Heck, you will learn something from it all. I used to use Alemite CD2 in tired engines and Wolfs Head 50 weight in my sick engines. I would straight up try a balancer puller on it, chances are that the welds are not that good.
Why be deceitful about your perversion? Find a hitchhiker with nice legs who's into the same stuff as you and zip that balancer off and get going with that harmonica.
LOL!? WTF Dude. Try to read for content. Youse got me confused with somebody else, or, you're nuttier than a ****house rat, which is always a possibility I guess.
Half of this thread is word play. The rest seems to be pictures of harmonicas and ladies hitchhiking. This was my weak attempt at playing along. I'm sorry I ruffled your feathers but maybe you need to chill out a little. As for the OP, line up a backup motor, grind those welds and see what you've got.
I have read all of this thread and would recommend it to anyone with time to kill and the ability to ride in a convertible that just ran over a skunk. My suggestion is to remove the engine and find the nearest dumpster. Then go find a 500 Cadillac to replace it. You'll have way more fun, and the previous posters can get back to drinking beer and/or bench racing. Although I will admit if we were all together looking under the hood and making suggestions, there would inevitably have been at least two fist fights and a whole hell of a lot of hurt feelings. You won't find stuff like this anywhere but on HAMB sweet HAMB.
Sounds like he didn't really want it off, just some ideas in case he got serious someday. Sent from my SM-G900V using The H.A.M.B. mobile app
We ran the 320 inline 10 years twice a week on dirt tracks. 5500 to 6500 with no dampener. Just welded a vee pulley to the old hub. Same crank yet. I didn't know about torsional vibration then so I didn't worry about it. Still don't. Fireball 5
How did you keep the oil in the engine without the damper. Pretty big hole around the crank snout without the damper on.
most sprint car engines don't run a damper or balancer or what ever you you call them,the crank snout is usually driving a water pump
I'll buy all that, and more, but one thing about the OEMs back in the day especially, if a crankshaft damper wasn't really needed, they wouldn't have included it. That's a fact. The beancounters were always trying to save a penny here, a penny there. So what gives?
a lot of 283s just had a hub https://www.ebay.com/itm/283-V8-2bc...AAOSwcj1aC4D0:rk:4:pf:0&LH_ItemCondition=3000
[/QUOTE]It's a good story, and you did get lucky. Glad it worked out for you, but the logic has no basis in science.
If a crankshaft damper wasn't needed, they would have used something to keep the oil in that cost a nickel, instead of eight bucks. Years ago, corporations used what's called the Mill as a unit for accounting purposes. 1/1000th of a dollar. Wherever they could save money, they did. That's why we see short, cheesy ground cables and stuff like that. A few pennies add up then spread out over thousands or millions of cars and trucks.

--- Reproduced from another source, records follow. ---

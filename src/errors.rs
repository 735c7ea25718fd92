use thiserror::Error;

use crate::render::RenderError;
use crate::submission::RecordId;

/// Enumerates high-level errors returned by this library.
#[derive(Debug, Error)]
pub enum BackendError {
    /// Represents a form field that is missing, malformed or out of range.
    #[error("Invalid {field}: {reason}")]
    InvalidInput { field: &'static str, reason: String },

    /// Represents a request for a submission that was never stored.
    #[error("No submission with ID {0}")]
    NotFound(RecordId),

    /// Represents an SQL error.
    #[error("SQLx error")]
    Sqlx { source: sqlx::Error },

    /// Represents a store that can no longer be used.
    #[error("Store unavailable: {0}")]
    StoreUnavailable(String),

    /// Represents an error reading or writing CSV.
    #[error("CSV error")]
    Csv { source: csv::Error },

    /// Represents a report that could not be rendered even in its
    /// minimal form.
    #[error("Rendering failed")]
    Render { source: RenderError },

    /// Represents a form submission that could not be decoded at all.
    #[error("Malformed form submission")]
    MalformedFormSubmission,
}

impl BackendError {
    pub fn invalid(field: &'static str, reason: impl Into<String>) -> Self {
        BackendError::InvalidInput {
            field,
            reason: reason.into(),
        }
    }
}
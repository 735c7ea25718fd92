use std::sync::RwLock;

use futures::future::{BoxFuture, FutureExt};
use time::OffsetDateTime;

use crate::db::Db;
use crate::emission::Emission;
use crate::errors::BackendError;
use crate::submission::{RecordId, StoredRecord, SubmissionInput};

/// A store that keeps submissions in process memory. Used when no
/// database is configured, and in tests.
#[derive(Debug, Default)]
pub struct MemoryDb {
    records: RwLock<Vec<StoredRecord>>,
}

impl MemoryDb {
    pub fn new() -> Self {
        Self::default()
    }
}

impl Db for MemoryDb {
    fn insert(
        &self,
        input: SubmissionInput,
        total: Emission,
    ) -> BoxFuture<'_, Result<StoredRecord, BackendError>> {
        async move {
            let mut records = self.records.write().map_err(|_| poisoned())?;

            // IDs are never reused, since records are never removed
            let record = StoredRecord {
                id: records.len() as RecordId + 1,
                input,
                emission_total: total,
                created_at: now_in_whole_seconds(),
            };
            records.push(record.clone());

            Ok(record)
        }
        .boxed()
    }

    fn list_all(&self) -> BoxFuture<'_, Result<Vec<StoredRecord>, BackendError>> {
        async move {
            let records = self.records.read().map_err(|_| poisoned())?;

            Ok(records.clone())
        }
        .boxed()
    }

    fn get(&self, id: RecordId) -> BoxFuture<'_, Result<StoredRecord, BackendError>> {
        async move {
            let records = self.records.read().map_err(|_| poisoned())?;

            records
                .iter()
                .find(|record| record.id == id)
                .cloned()
                .ok_or(BackendError::NotFound(id))
        }
        .boxed()
    }
}

// exports and JSON carry whole seconds only
fn now_in_whole_seconds() -> OffsetDateTime {
    OffsetDateTime::from_unix_timestamp(OffsetDateTime::now_utc().timestamp())
}

fn poisoned() -> BackendError {
    BackendError::StoreUnavailable("in-memory store lock poisoned".to_owned())
}

#[cfg(test)]
mod tests {
    use super::*;
    use crate::export;
    use crate::survey::{Origin, ParticipantType};
    use crate::transport::TransportMode;

    fn input(email: &str) -> SubmissionInput {
        SubmissionInput {
            email: email.to_owned(),
            origin: Origin::from("Paraná"),
            participant_type: ParticipantType::Organization,
            principal_mode: TransportMode::Bus,
            principal_distance: 120.0,
            local_mode: TransportMode::BikeOrWalk,
            local_distance: 1.0,
            event_days: 2,
        }
    }

    #[tokio::test]
    async fn assigns_increasing_ids() {
        let db = MemoryDb::new();

        let first = db.insert(input("a@example.com"), Emission::from_grams(1.0)).await.unwrap();
        let second = db.insert(input("b@example.com"), Emission::from_grams(2.0)).await.unwrap();

        assert_eq!(first.id, 1);
        assert_eq!(second.id, 2);
        assert!(second.created_at >= first.created_at);
    }

    #[tokio::test]
    async fn retrieves_what_was_inserted() {
        let db = MemoryDb::new();

        let stored = db.insert(input("a@example.com"), Emission::from_grams(8040.0)).await.unwrap();

        assert_eq!(db.get(stored.id).await.unwrap(), stored);
        assert_eq!(db.list_all().await.unwrap(), vec![stored]);
    }

    #[tokio::test]
    async fn stored_records_survive_an_export() {
        let db = MemoryDb::new();

        db.insert(input("a@example.com"), Emission::from_grams(8040.0)).await.unwrap();
        let mut long_mode = input("b@example.com");
        long_mode.principal_mode = TransportMode::from("a".repeat(200).as_str());
        db.insert(long_mode, Emission::from_grams(1000.0)).await.unwrap();

        let records = db.list_all().await.unwrap();
        assert_eq!(records[0].created_at.nanosecond(), 0);

        let csv = export::to_string(&records).unwrap();
        assert_eq!(export::read_records(csv.as_bytes()).unwrap(), records);
    }

    #[tokio::test]
    async fn missing_ids_are_not_found() {
        let db = MemoryDb::new();

        let error = db.get(42).await.unwrap_err();

        assert!(matches!(error, BackendError::NotFound(42)));
    }

    #[tokio::test]
    async fn empty_store_lists_nothing() {
        assert!(MemoryDb::new().list_all().await.unwrap().is_empty());
    }
}
use serde::Serialize;

use crate::aggregate::Aggregate;
use crate::emission::EmissionBreakdown;
use crate::report::Report;
use crate::submission::StoredRecord;

#[derive(Debug, Serialize)]
#[serde(untagged)]
pub enum SuccessResponse<'a> {
    Choices {
        transport_modes: Vec<String>,
        participant_types: Vec<&'a str>,
        origins: &'a [&'a str],
    },
    Healthz {
        revision: Option<&'a str>,
        timestamp: Option<&'a str>,
        version: &'a str,
    },
    Responses {
        responses: Vec<StoredRecord>,
    },
    Submission {
        record: StoredRecord,
        breakdown: EmissionBreakdown,
        report: Report,
        aggregate: Option<Aggregate>,
        report_path: String,
    },
}
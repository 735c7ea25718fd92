pub mod aggregate;
pub mod config;
pub mod db;
pub mod emission;
pub mod environment;
pub mod errors;
pub mod export;
pub mod info;
pub mod log;
pub mod normalization;
pub mod render;
pub mod report;
pub mod routes;
pub mod submission;
pub mod survey;
pub mod transport;
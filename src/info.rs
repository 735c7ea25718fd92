//! Build information, stamped in by the release pipeline.

pub const VERSION: &str = env!("CARGO_PKG_VERSION");

pub const REVISION: Option<&str> = option_env!("CO2_SURVEY_REVISION");

pub const BUILD_TIMESTAMP: Option<&str> = option_env!("BUILD_TIMESTAMP");
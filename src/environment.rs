use std::sync::Arc;

use slog::Logger;

use crate::db::Db;
use crate::render::Renderer;

/// The handles every route needs.
#[derive(Clone)]
pub struct Environment {
    pub logger: Arc<Logger>,
    pub db: Arc<dyn Db + Send + Sync>,
    pub renderer: Arc<dyn Renderer>,
}

impl Environment {
    pub fn new(
        logger: Arc<Logger>,
        db: Arc<dyn Db + Send + Sync>,
        renderer: Arc<dyn Renderer>,
    ) -> Self {
        Self {
            logger,
            db,
            renderer,
        }
    }
}
use std::time::{Duration, Instant};

use slog::{debug, o, warn};
use warp::{
    http::StatusCode,
    reject,
    reply::{json, with_header, with_status, Reply},
};

use crate::aggregate::aggregate as aggregate_records;
use crate::emission::compute;
use crate::environment::Environment;
use crate::errors::BackendError;
use crate::export;
use crate::render::render_with_fallback;
use crate::report::compose;
use crate::routes::{
    rejection::{Context, Rejection},
    response::SuccessResponse,
};
use crate::submission::{RawSubmission, RecordId, StoredRecord};
use crate::survey::{ParticipantType, ORIGINS};
use crate::transport::TransportMode;

const SERVER_TIMING_HEADER: &str = "server-timing";
type RouteResult = Result<Box<dyn Reply>, reject::Rejection>;

macro_rules! timed {
    ($body:block) => {{
        let start = Instant::now();

        // errors leave through `?` before the header is attached
        let result = $body;

        Ok(Box::new(with_header(
            result,
            SERVER_TIMING_HEADER,
            format_server_timing(start.elapsed()),
        )) as Box<dyn Reply>)
    }};
}

pub async fn questionnaire(_environment: Environment) -> RouteResult {
    timed!({
        let transport_modes = TransportMode::KNOWN
            .iter()
            .map(|mode| mode.as_str().to_owned())
            .collect::<Vec<_>>();
        let participant_types = ParticipantType::ALL
            .iter()
            .map(|kind| kind.as_str())
            .collect::<Vec<_>>();

        json(&SuccessResponse::Choices {
            transport_modes,
            participant_types,
            origins: &ORIGINS,
        })
    })
}

pub async fn submit(environment: Environment, form: RawSubmission) -> RouteResult {
    timed!({
        let Environment { logger, db, .. } = environment;
        let error_handler = |e: BackendError| Rejection::new(Context::submit(), e);

        debug!(logger, "Validating submission...");
        let input = form.parse().map_err(error_handler)?;

        debug!(logger, "Computing emissions...");
        let breakdown = compute(&input).map_err(error_handler)?;

        debug!(logger, "Writing submission to database...");
        let record = db
            .insert(input, breakdown.total)
            .await
            .map_err(error_handler)?;
        let logger = logger.new(o!("id" => record.id));

        // the record is committed, so a failed listing only drops the chart
        debug!(logger, "Aggregating submissions...");
        let aggregate = match db.list_all().await {
            Ok(records) => Some(aggregate_records(&records)),
            Err(e) => {
                warn!(logger, "Could not aggregate submissions"; "error" => %e);
                None
            }
        };

        let response = SuccessResponse::Submission {
            report: compose(&record),
            aggregate,
            report_path: format!("/download-report/{}", record.id),
            breakdown,
            record,
        };

        debug!(logger, "Sending response...");
        with_status(json(&response), StatusCode::CREATED)
    })
}

pub async fn data(environment: Environment) -> RouteResult {
    timed!({
        let responses = environment
            .db
            .list_all()
            .await
            .map_err(|e| Rejection::new(Context::data(), e))?;

        json(&SuccessResponse::Responses { responses })
    })
}

pub async fn aggregate(environment: Environment) -> RouteResult {
    timed!({
        let records = environment
            .db
            .list_all()
            .await
            .map_err(|e| Rejection::new(Context::aggregate(), e))?;

        json(&aggregate_records(&records))
    })
}

pub async fn download(environment: Environment) -> RouteResult {
    timed!({
        let error_handler = |e: BackendError| Rejection::new(Context::download(), e);

        let records = environment.db.list_all().await.map_err(error_handler)?;
        debug!(environment.logger, "Exporting submissions..."; "count" => records.len());
        let csv = export::to_string(&records).map_err(error_handler)?;

        with_header(
            with_header(csv, "content-type", "text/csv; charset=utf-8"),
            "content-disposition",
            format!("attachment; filename=\"{}\"", export::FILE_NAME),
        )
    })
}

pub async fn report(environment: Environment, id: RecordId) -> RouteResult {
    timed!({
        debug!(environment.logger, "Composing report..."; "id" => id);

        let record = environment
            .db
            .get(id)
            .await
            .map_err(|e| Rejection::new(Context::report(id), e))?;

        json(&compose(&record))
    })
}

pub async fn download_report(environment: Environment, id: RecordId) -> RouteResult {
    timed!({
        let error_handler = |e: BackendError| Rejection::new(Context::report(id), e);

        let record = environment.db.get(id).await.map_err(error_handler)?;

        debug!(environment.logger, "Rendering report..."; "id" => id);
        let renderer = environment.renderer.as_ref();
        let document = render_with_fallback(renderer, &environment.logger, &record)
            .map_err(|source| error_handler(BackendError::Render { source }))?;

        with_header(
            with_header(document, "content-type", renderer.content_type()),
            "content-disposition",
            format!(
                "attachment; filename=\"{}\"",
                report_file_name(&record, renderer.extension())
            ),
        )
    })
}

fn report_file_name(record: &StoredRecord, extension: &str) -> String {
    format!(
        "co2_emission_{}_{}.{}",
        file_name_safe(record.email_local_part()),
        record.created_at.format("%Y-%m-%d"),
        extension
    )
}

/// Replaces anything but ASCII letters, digits, dots, dashes and
/// underscores, so the name can sit in a quoted header parameter.
fn file_name_safe(text: &str) -> String {
    text.chars()
        .map(|c| match c {
            'a'..='z' | 'A'..='Z' | '0'..='9' | '.' | '-' | '_' => c,
            _ => '_',
        })
        .collect()
}

fn format_server_timing(seconds: Duration) -> String {
    format!("handler;dur={}", seconds.as_secs_f64() * 1000.0)
}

True,Truck, But some of the allure of the Big Eight was it's smoothness and torque and the ability to start out in 2nd or third gear without stalling, esp. elderly females. A common procedure was to ease down a long way on the throttle while easing up on the clutch,. no need for low gear. A lot of these ladies learned to drive before electric starters so a stalled engine meant getting out and going to find the man who just cranked it up for you. Fireball 5
Re: Welded dampener. Here's a trick that works good on broken studs in cast iron like exhaust manifolds or studs in the head or anywhere as long as they're IN cast iron. I don't know what your crank is. If it's cast iron you can blow the weld out and not hurt the crank snout. Here's how. Take oxy-acetylene torch with a pretty big tip,set flame high and have a lot of oxygen pressure, get tip pretty close to stud [or weld] give'er the oxy.Move tip around when it's hot enough and don't stop till sparks quit blowing back.. Sometimes you can't see but, o well. We never drill a stud anymore and lots of time you can get a torch in where you can't get a drill. Sometimes you will plug a tip but usually not fatally. Try it on a junk casting. You will need to clean threads and run a thread chaser in. Fireball 5
Fireball Five, what you're doing is something I have also done over the years with steel bolts in cast iron parts. But I ain't sure whether or not a stock dampener isn't cast iron also.
Folks who work in vibration and acoustics might take exception to "dampen" except when a water mister is involved.